According to him, the success of the economic reforms depends on continued coordination between fiscal and monetary authorities. The CBN’s monetary tightening measures, alongside fiscal reforms, have contributed to stabilising the naira and moderating speculative demand in the foreign exchange market. “We are working hand-in-hand with the Central Bank to ensure that the monetary and fiscal policies complement each other. The focus is on growth, stability, and jobs,” Edun stated.
Economic analysts have described the government’s current trajectory as a cautious but positive turnaround. Financial experts note that while Nigeria’s economy is not yet out of the woods, the indicators suggest the beginning of a new growth cycle. They pointed out that fiscal responsibility, improved oil revenues, and a stronger regulatory framework are key elements driving the recovery.
Some analysts also observed that the return of foreign portfolio investors to the Nigerian Exchange Limited (NGX) is a strong sign of restored confidence. The equities market has recorded steady gains in recent weeks, driven by demand for banking and industrial stocks. This, according to market watchers, indicates that investors believe the economy is stabilising.
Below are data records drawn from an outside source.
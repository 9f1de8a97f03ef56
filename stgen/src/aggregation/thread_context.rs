//! # Thread Context
//!
//! The aggregation state machine of one traced thread.
//!
//! ## States
//!
//! ```text
//!            iop / flop / read / write
//!   ┌──────┐ ───────────────────────────▶ ┌─────────────┐
//!   │ Idle │                              │ Aggregating │
//!   └──────┘ ◀─────────────────────────── └─────────────┘
//!             flush: sync, flush_all, threshold (compressed),
//!                    new communication (uncompressed)
//! ```
//!
//! Each flush numbers the finished records with the thread's next event ids
//! and hands them to the logger. Synchronization records are never aggregated:
//! the open window is flushed first, then the sync record is emitted.
//!
//! ## Variants
//!
//! - **Compressed**: reads that discover producers add edges to the window's
//!   communication set; computation and communication of one window are
//!   flushed together (Compute first, then Communication). The window also
//!   closes once it holds `prims_per_event` primitives.
//! - **Uncompressed**: a read that discovers producers closes the current
//!   Compute event and emits a Communication event of its own; the two are
//!   never mixed.
//!
//! Writes are attributed in shadow memory to the event id the open Compute
//! event will receive when flushed.

use std::sync::Arc;

use log::{error, trace};
use stgen_common::SyncType;

use crate::config::{AggregationMode, TraceConfig};
use crate::domain::{AddrRange, Eid, Tid, TraceError};
use crate::logging::{EventLog, MarkerRecord, SyncRecord, TraceRecord};
use crate::shadow::{Owner, ShadowMemory};

use super::{CommWindow, ComputeWindow, PerThreadStats};

enum Variant {
    Compressed { prims_per_event: u64, comm: CommWindow },
    Uncompressed,
}

/// Aggregation state, logger and statistics of one traced thread
pub struct ThreadContext<L: EventLog> {
    tid: Tid,
    shadow: Arc<ShadowMemory>,
    logger: L,
    next_eid: Eid,
    comp: ComputeWindow,
    variant: Variant,
    instrs_per_marker: u64,
    instrs_since_marker: u64,
    stats: PerThreadStats,
    closed: bool,
    /// A logger error has already been returned to the caller
    failed: bool,
}

impl<L: EventLog> ThreadContext<L> {
    /// Create a context in the variant selected by `config.mode`
    #[must_use]
    pub fn new(tid: Tid, config: &TraceConfig, shadow: Arc<ShadowMemory>, logger: L) -> Self {
        let variant = match config.mode {
            AggregationMode::Compressed => Variant::Compressed {
                prims_per_event: config.prims_per_event.max(1),
                comm: CommWindow::default(),
            },
            AggregationMode::Uncompressed => Variant::Uncompressed,
        };

        Self {
            tid,
            shadow,
            logger,
            next_eid: Eid(0),
            comp: ComputeWindow::default(),
            variant,
            instrs_per_marker: config.instrs_per_marker,
            instrs_since_marker: 0,
            stats: PerThreadStats::default(),
            closed: false,
            failed: false,
        }
    }

    #[must_use]
    pub fn tid(&self) -> Tid {
        self.tid
    }

    /// Snapshot of the running statistics
    #[must_use]
    pub fn stats(&self) -> PerThreadStats {
        self.stats
    }

    #[must_use]
    pub fn logger(&self) -> &L {
        &self.logger
    }

    /// An aggregated event is open
    #[must_use]
    pub fn is_aggregating(&self) -> bool {
        let comm_active = match &self.variant {
            Variant::Compressed { comm, .. } => comm.is_active(),
            Variant::Uncompressed => false,
        };
        self.comp.is_active() || comm_active
    }

    pub fn on_iop(&mut self) -> Result<(), TraceError> {
        self.comp.add_iop();
        self.stats.iops += 1;
        self.check_flush_limit()
    }

    pub fn on_flop(&mut self) -> Result<(), TraceError> {
        self.comp.add_flop();
        self.stats.flops += 1;
        self.check_flush_limit()
    }

    pub fn on_read(&mut self, start: u64, bytes: u64) -> Result<(), TraceError> {
        let Some(range) = self.access_range("read", start, bytes) else {
            return Ok(());
        };
        self.stats.reads += 1;

        let producers = self.shadow.record_read(range, self.tid);

        if let Variant::Compressed { comm, .. } = &mut self.variant {
            for producer in producers {
                comm.add(producer);
            }
            self.comp.add_read(range);
            return self.check_flush_limit();
        }

        if !producers.is_empty() {
            self.flush_compute()?;
            self.emit(TraceRecord::Communication(producers.into_iter().collect()))?;
            self.stats.comm_events += 1;
        }
        self.comp.add_read(range);
        Ok(())
    }

    pub fn on_write(&mut self, start: u64, bytes: u64) -> Result<(), TraceError> {
        let Some(range) = self.access_range("write", start, bytes) else {
            return Ok(());
        };
        self.stats.writes += 1;

        self.comp.add_write(range);
        self.shadow.record_write(range, Owner { tid: self.tid, eid: self.next_eid });
        self.check_flush_limit()
    }

    pub fn on_sync(&mut self, sync_type: SyncType, addr: u64) -> Result<(), TraceError> {
        self.flush_window()?;
        self.emit(TraceRecord::Sync(SyncRecord { sync_type, addr }))?;
        self.stats.sync_events += 1;
        Ok(())
    }

    /// Account `count` executed instructions, emitting a Marker each time the
    /// configured interval is reached
    pub fn on_instr(&mut self, count: u64) -> Result<(), TraceError> {
        self.stats.instrs += count;
        if self.instrs_per_marker == 0 {
            return Ok(());
        }

        // One marker per interval crossed, each at its exact instruction.
        self.instrs_since_marker += count;
        while self.instrs_since_marker >= self.instrs_per_marker {
            self.instrs_since_marker -= self.instrs_per_marker;
            let instruction_count = self.stats.instrs - self.instrs_since_marker;
            self.emit(TraceRecord::Marker(MarkerRecord { instruction_count }))?;
            self.stats.markers += 1;
        }
        Ok(())
    }

    /// Close any open aggregated event; a no-op when idle
    pub fn flush_all(&mut self) -> Result<(), TraceError> {
        self.flush_window()
    }

    /// Flush everything and close the logger. Calling it again is a no-op.
    pub fn close(&mut self) -> Result<(), TraceError> {
        if self.closed {
            return Ok(());
        }
        self.flush_window()?;
        if let Err(e) = self.logger.close() {
            self.failed = true;
            return Err(e.into());
        }
        self.closed = true;
        Ok(())
    }

    /// Close the context and return its final statistics
    pub fn finish(mut self) -> Result<PerThreadStats, TraceError> {
        self.close()?;
        Ok(self.stats)
    }

    // Private helpers

    /// Range of an access, or `None` for one that covers no addressable byte
    fn access_range(&self, kind: &str, start: u64, bytes: u64) -> Option<AddrRange> {
        let range = AddrRange::from_access(start, bytes);
        if range.is_none() {
            if bytes == 0 {
                trace!("{}: ignoring zero-length {kind} at 0x{start:x}", self.tid);
            } else {
                trace!(
                    "{}: ignoring {kind} of {bytes} bytes at 0x{start:x}: past the end of the address space",
                    self.tid
                );
            }
        }
        range
    }

    fn emit(&mut self, record: TraceRecord) -> Result<(), TraceError> {
        if record.consumes_eid() {
            self.next_eid = self.next_eid.next();
        }
        if let Err(e) = self.logger.append(record) {
            self.failed = true;
            return Err(e.into());
        }
        Ok(())
    }

    fn check_flush_limit(&mut self) -> Result<(), TraceError> {
        match self.variant {
            Variant::Compressed { prims_per_event, .. } if self.comp.prims() >= prims_per_event => {
                self.flush_window()
            }
            _ => Ok(()),
        }
    }

    fn flush_compute(&mut self) -> Result<(), TraceError> {
        if self.comp.is_active() {
            let record = self.comp.take();
            self.emit(TraceRecord::Compute(record))?;
            self.stats.comp_events += 1;
        }
        Ok(())
    }

    fn flush_window(&mut self) -> Result<(), TraceError> {
        self.flush_compute()?;

        let comm = match &mut self.variant {
            Variant::Compressed { comm, .. } if comm.is_active() => comm.take(),
            _ => return Ok(()),
        };
        self.emit(TraceRecord::Communication(comm))?;
        self.stats.comm_events += 1;
        Ok(())
    }
}

impl<L: EventLog> Drop for ThreadContext<L> {
    fn drop(&mut self) {
        if self.closed || self.failed {
            return;
        }
        if let Err(e) = self.close() {
            // The trace would silently lose its tail; refuse to continue.
            error!("fatal: final flush for {} failed: {e}", self.tid);
            std::process::abort();
        }
    }
}
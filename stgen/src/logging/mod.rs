//! Trace output
//!
//! Turns the ordered stream of finished records of one thread into a
//! persisted trace:
//! - [`BinaryLogger`]: batches records and encodes, compresses and writes
//!   each batch on a background thread while the next batch accumulates
//! - [`TextLogger`]: synchronous line-oriented rendering for debugging
//! - [`codec`]: batch encoding and trace file decoding

pub mod binary;
pub mod codec;
pub mod record;
pub mod text;

use std::fs::File;
use std::io::BufWriter;
use std::path::{Path, PathBuf};

use log::info;

use crate::config::LoggerKind;
use crate::domain::{LoggerError, Tid};

// Re-export common types
pub use binary::BinaryLogger;
pub use codec::{decode_stream, encode_records, read_trace, read_trace_file};
pub use record::{CommEdge, CommRecord, ComputeRecord, MarkerRecord, SyncRecord, TraceRecord};
pub use text::{format_record, TextLogger};

/// Sink for the finished records of one thread
pub trait EventLog {
    /// Add one finished record, in emission order
    fn append(&mut self, record: TraceRecord) -> Result<(), LoggerError>;

    /// Block until every appended record has been persisted
    fn flush_now(&mut self) -> Result<(), LoggerError>;

    /// Drain and release the output. Calling it again is a no-op.
    fn close(&mut self) -> Result<(), LoggerError>;
}

/// In-memory log, used where records are consumed by the caller
impl EventLog for Vec<TraceRecord> {
    fn append(&mut self, record: TraceRecord) -> Result<(), LoggerError> {
        self.push(record);
        Ok(())
    }

    fn flush_now(&mut self) -> Result<(), LoggerError> {
        Ok(())
    }

    fn close(&mut self) -> Result<(), LoggerError> {
        Ok(())
    }
}

/// Per-thread file logger selected by [`LoggerKind`]
pub enum EventLogger {
    Binary(BinaryLogger<BufWriter<File>>),
    Text(TextLogger<BufWriter<File>>),
}

impl EventLogger {
    /// Open the trace file of `tid` under `dir`
    ///
    /// # Errors
    /// Returns an error if the file cannot be created
    pub fn create(
        kind: LoggerKind,
        dir: &Path,
        tid: Tid,
        batch_size: usize,
    ) -> Result<Self, LoggerError> {
        let path = trace_path(kind, dir, tid);
        let file =
            File::create(&path).map_err(|source| LoggerError::Open { path: path.clone(), source })?;
        info!("{tid}: writing {} trace to {}", kind_name(kind), path.display());

        let writer = BufWriter::new(file);
        Ok(match kind {
            LoggerKind::Binary => EventLogger::Binary(BinaryLogger::new(tid, writer, batch_size)),
            LoggerKind::Text => EventLogger::Text(TextLogger::new(tid, writer)),
        })
    }
}

impl EventLog for EventLogger {
    fn append(&mut self, record: TraceRecord) -> Result<(), LoggerError> {
        match self {
            EventLogger::Binary(logger) => logger.append(record),
            EventLogger::Text(logger) => logger.append(record),
        }
    }

    fn flush_now(&mut self) -> Result<(), LoggerError> {
        match self {
            EventLogger::Binary(logger) => logger.flush_now(),
            EventLogger::Text(logger) => logger.flush_now(),
        }
    }

    fn close(&mut self) -> Result<(), LoggerError> {
        match self {
            EventLogger::Binary(logger) => logger.close(),
            EventLogger::Text(logger) => logger.close(),
        }
    }
}

fn kind_name(kind: LoggerKind) -> &'static str {
    match kind {
        LoggerKind::Binary => "binary",
        LoggerKind::Text => "text",
    }
}

/// Trace file of `tid` for the given output format
#[must_use]
pub fn trace_path(kind: LoggerKind, dir: &Path, tid: Tid) -> PathBuf {
    match kind {
        LoggerKind::Binary => dir.join(format!("sigil.events.out-{}.bin.gz", tid.0)),
        LoggerKind::Text => dir.join(format!("sigil.events.out-{}.txt", tid.0)),
    }
}

/// Thread id encoded in a trace file name, if it follows [`trace_path`]
#[must_use]
pub fn tid_from_trace_path(path: &Path) -> Option<Tid> {
    let name = path.file_name()?.to_str()?;
    let rest = name.strip_prefix("sigil.events.out-")?;
    let digits = rest.strip_suffix(".bin.gz").or_else(|| rest.strip_suffix(".txt"))?;
    digits.parse().ok().map(Tid)
}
In addition, Edun reiterated that President Tinubu’s Renewed Hope Agenda remains central to the government’s economic direction. He said the administration’s priority is to ensure inclusive growth that benefits all Nigerians, not just the elite. Programmes focusing on youth empowerment, digital skills, and micro-enterprise support will be expanded under the 2026 budget to promote productivity and job creation.
He maintained that Nigeria’s economic fundamentals are gradually strengthening and that the reforms will yield greater results over the next few quarters. “The difficult decisions we took last year are paying off. We have moved from an economy struggling to survive to one that is beginning to thrive. The journey is long, but the direction is right,” he added.
Observers believe that if current reforms are sustained, Nigeria could achieve a stronger fiscal balance and single-digit inflation by the end of 2026. They, however, urged the government to maintain transparency, curb corruption, and ensure that the benefits of recovery reach ordinary Nigerians.
As the government continues to consolidate on these early gains, the finance minister’s declaration that “economic recovery has begun” captures the renewed optimism that Nigeria’s economy is indeed finding its footing after years of instability and economic uncertainty.